The Danish Institute of International Studies have just issued an interesting  paper by Trine Flockhart and Li Xing on the implications of China’s rise for the liberal world order.  The growing power of China has inevitable consequences.  Flockhart and Xing argue that rather than seeing an inevitable conflict what is required is a pragmatic effort to adapt to the new situation.  In particular they argue for a diplomatic focus on ‘conventions’ – what states do rather than ‘convictions’ – what states say they believe.

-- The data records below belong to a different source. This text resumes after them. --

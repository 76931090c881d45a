use chrono::NaiveDateTime;
use serde::{Deserialize, Serialize};
use sqlx::{types::BigDecimal, FromRow, PgExecutor};
use std::fmt;
use ulid::Ulid;

#[derive(Serialize, Deserialize, Clone, Copy, Debug, PartialEq)]
pub enum PlanDuration {
    Weekly,
    Monthly,
}

impl fmt::Display for PlanDuration {
    fn fmt(&self, f: &mut fmt::Formatter<'_>) -> fmt::Result {
        match self {
            Self::Weekly => f.write_str("Weekly"),
            Self::Monthly => f.write_str("Monthly"),
        }
    }
}

impl TryFrom<String> for PlanDuration {
    type Error = String;

    fn try_from(raw: String) -> Result<Self, Self::Error> {
        match raw.as_ref() {
            "Weekly" => Ok(Self::Weekly),
            "Monthly" => Ok(Self::Monthly),
            other => Err(format!("Unknown plan duration: {}", other)),
        }
    }
}

#[derive(FromRow, Serialize, Deserialize, Clone, Debug)]
pub struct MenuPlan {
    pub id: String,
    pub chef_id: String,
    pub title: String,
    pub description: Option<String>,
    pub price: BigDecimal,
    #[sqlx(try_from = "String")]
    pub duration: PlanDuration,
    pub meals_per_week: i32,
    pub is_active: bool,
    pub created_at: NaiveDateTime,
}

pub struct CreateMenuPlanPayload {
    pub chef_id: String,
    pub title: String,
    pub description: Option<String>,
    pub price: BigDecimal,
    pub duration: PlanDuration,
    pub meals_per_week: i32,
}

#[derive(Debug)]
pub enum Error {
    UnexpectedError,
}

pub async fn create<'e, E: PgExecutor<'e>>(
    e: E,
    payload: CreateMenuPlanPayload,
) -> Result<MenuPlan, Error> {
    sqlx::query_as::<_, MenuPlan>(
        "
        INSERT INTO menu_plans (id, chef_id, title, description, price, duration, meals_per_week)
        VALUES ($1, $2, $3, $4, $5, $6, $7)
        RETURNING *
        ",
    )
    .bind(Ulid::new().to_string())
    .bind(payload.chef_id.clone())
    .bind(payload.title)
    .bind(payload.description)
    .bind(payload.price)
    .bind(payload.duration.to_string())
    .bind(payload.meals_per_week)
    .fetch_one(e)
    .await
    .map_err(|err| {
        tracing::error!(
            "Error occurred while creating a menu plan for chef {}: {}",
            payload.chef_id,
            err
        );
        Error::UnexpectedError
    })
}

pub async fn find_by_id<'e, E: PgExecutor<'e>>(e: E, id: String) -> Result<Option<MenuPlan>, Error> {
    sqlx::query_as::<_, MenuPlan>("SELECT * FROM menu_plans WHERE id = $1")
        .bind(id.clone())
        .fetch_optional(e)
        .await
        .map_err(|err| {
            tracing::error!("Error occurred while fetching menu plan {}: {}", id, err);
            Error::UnexpectedError
        })
}

pub async fn find_many_by_chef_id<'e, E: PgExecutor<'e>>(
    e: E,
    chef_id: String,
) -> Result<Vec<MenuPlan>, Error> {
    sqlx::query_as::<_, MenuPlan>(
        "SELECT * FROM menu_plans WHERE chef_id = $1 ORDER BY created_at DESC",
    )
    .bind(chef_id.clone())
    .fetch_all(e)
    .await
    .map_err(|err| {
        tracing::error!(
            "Error occurred while fetching menu plans of chef {}: {}",
            chef_id,
            err
        );
        Error::UnexpectedError
    })
}

pub async fn delete_by_id<'e, E: PgExecutor<'e>>(e: E, id: String) -> Result<(), Error> {
    sqlx::query("DELETE FROM menu_plans WHERE id = $1")
        .bind(id.clone())
        .execute(e)
        .await
        .map(|_| ())
        .map_err(|err| {
            tracing::error!("Error occurred while deleting menu plan {}: {}", id, err);
            Error::UnexpectedError
        })
}

#[cfg(test)]
mod tests {
    use super::*;

    #[test]
    fn durations_round_trip_through_their_column_text() {
        for duration in [PlanDuration::Weekly, PlanDuration::Monthly] {
            assert_eq!(PlanDuration::try_from(duration.to_string()), Ok(duration));
        }
        assert!(PlanDuration::try_from("weekly".to_string()).is_err());
    }
}
pub mod request {
    use crate::modules::{auth::middleware::ChefAuth, meal::repository::AddOn};
    use serde::Deserialize;
    use sqlx::types::BigDecimal;
    use validator::Validate;

    #[derive(Deserialize, Validate)]
    pub struct Body {
        #[validate(length(min = 1, code = "INVALID_NAME", message = "Meal name is required"))]
        pub name: String,
        pub price: BigDecimal,
        pub description: Option<String>,
        pub category: Option<String>,
        #[serde(default)]
        pub add_ons: Vec<AddOn>,
    }

    pub struct Payload {
        pub auth: ChefAuth,
        pub body: Body,
    }
}

pub mod response {
    use crate::{modules::meal::repository::Meal, utils::validation};
    use axum::{extract::Json, http::StatusCode, response::IntoResponse};
    use serde_json::json;
    use validator::ValidationErrors;

    pub enum Success {
        MealCreated(Meal),
    }

    impl IntoResponse for Success {
        fn into_response(self) -> axum::response::Response {
            match self {
                Self::MealCreated(meal) => (
                    StatusCode::CREATED,
                    Json(json!({ "message": "Meal created!", "data": meal })),
                )
                    .into_response(),
            }
        }
    }

    pub enum Error {
        FailedToValidate(ValidationErrors),
        InvalidPrice,
        ChefNotOnboarded,
        FailedToCreateMeal,
    }

    impl IntoResponse for Error {
        fn into_response(self) -> axum::response::Response {
            match self {
                Self::FailedToValidate(errors) => validation::into_response(errors).into_response(),
                Self::InvalidPrice => (
                    StatusCode::BAD_REQUEST,
                    Json(json!({ "error": "Prices cannot be negative" })),
                )
                    .into_response(),
                Self::ChefNotOnboarded => (
                    StatusCode::NOT_FOUND,
                    Json(json!({ "error": "Kitchen profile not created" })),
                )
                    .into_response(),
                Self::FailedToCreateMeal => (
                    StatusCode::INTERNAL_SERVER_ERROR,
                    Json(json!({ "error": "Failed to create meal" })),
                )
                    .into_response(),
            }
        }
    }

    pub type Response = Result<Success, Error>;
}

One way of reading this is as a distinction between two versions of liberalism.  A ‘conventions’ approach is rooted in the view that liberalism is rooted in enlightened self interest so that an agreement on rules and modes of behaviour does not require any fundamental agreement on values.  In contrast the ‘convictions’ approach sees international order as stemming from the nature of domestic political regimes or from a consensus on values.

These two positions imply different diplomatic strategies including different public diplomacy strategies.  The former will focus on constructing support for particular conventions.  In contrast the conviction approach will be quicker to see difference as a source of conflict.

In thinking about the future of public diplomacy it is important to give some thought to the nature of the emerging international political order (not just the emerging media environment) because it the intersection between the two that will shape what is an effective 21st century public diplomacy.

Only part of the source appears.